Как стало известно по открытым в 2000 году материалам архива ФСБ, Шаламов в 1956 году, еще до реабилитации, попал под наблюдение органов госбезопасности. Причем наблюдение велось двумя местными структурами КГБ, расположенными очень далеко друг от друга — Калининской и Магаданской областей. Как можно предполагать, поначалу слежка за ним велась на предмет обнаружения нелояльности в связи с поданным им заявлением о реабилитации (в случае «антисоветских высказываний» процесс реабилитации мог быть остановлен). Но основной причиной слежки являлось то, что Шаламов — «в прошлом активный троцкист» (так подчеркивалось в первых строках заявлений одного из осведомителей, зашифрованного инициалом «И») [54] . Как ни странно, при Хрущеве и позже «троцкизм» оставался таким же идеологическим жупелом, как и при Сталине: даже в 1968 году Политиздат выпустил брошюру под характерным, чисто сталинистским названием «Троцкизм — враг ленинизма».
54
См.: Шаламов В. Новая книга: Воспоминания.
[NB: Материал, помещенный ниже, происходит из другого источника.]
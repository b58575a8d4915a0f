//! Venue adapters
//!
//! Implementations of the `Broker` and `MarketData` ports.

pub mod paper;

pub use paper::{PaperBroker, ReplayMarketData};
Записные книжки. Переписка. Следственные дела. М., 2004. С. 945—1061.
Шаламов, несомненно, догадывался, что его прошлое тянет за собой шлейф подозрений, но он давно уже научился быть проницательным в отношении любого рода «стукачей». Поэтому ни одно из донесений осведомителей как Калининского, так и Магаданского управлений КГБ (которые, кроме прочего, занимались перлюстрацией переписки Шаламова и Добровольского) ничего предосудительного не содержало. (Критические суждения о современной советской литературе и похвалы в адрес М. Цветаевой, Н. Клюева и других опальных поэтов после 1956 года криминалом уже не считались.) Но дело не только в осторожности Шаламова при встречах с незнакомыми людьми, каковыми для него были некто «И» и другие. Дело в том, что он был всегда абсолютно искренен в любого рода беседах как на литературные, так и на политические темы — никакого подобия «двойной игры», свойственной, скажем, А. Солженицыну (об этом в следующей главе), у него никогда не наблюдалось. Поэтому такие строки донесений, как: «Вдобавок ко всему, — говорит Шаламов, — каким-то естественным подпором в вожди современной литературы проникли люди творчески бесталанные: Сурков, Долматовский, Симонов, Васильев, Смирнов и т. д. Однако государство существует, и не уважать его, не считаться с ним, противопоставлять себя ему нельзя, а с мелюзгой, мешающей развитию русской литературы, надо бороться», — вполне адекватно передают настроения Шаламова. У него не было — ни тогда, ни позже — никаких антисоветских, антигосударственных настроений, и он желал лишь, чтобы поскорее ушла в небытие вся сталинская система.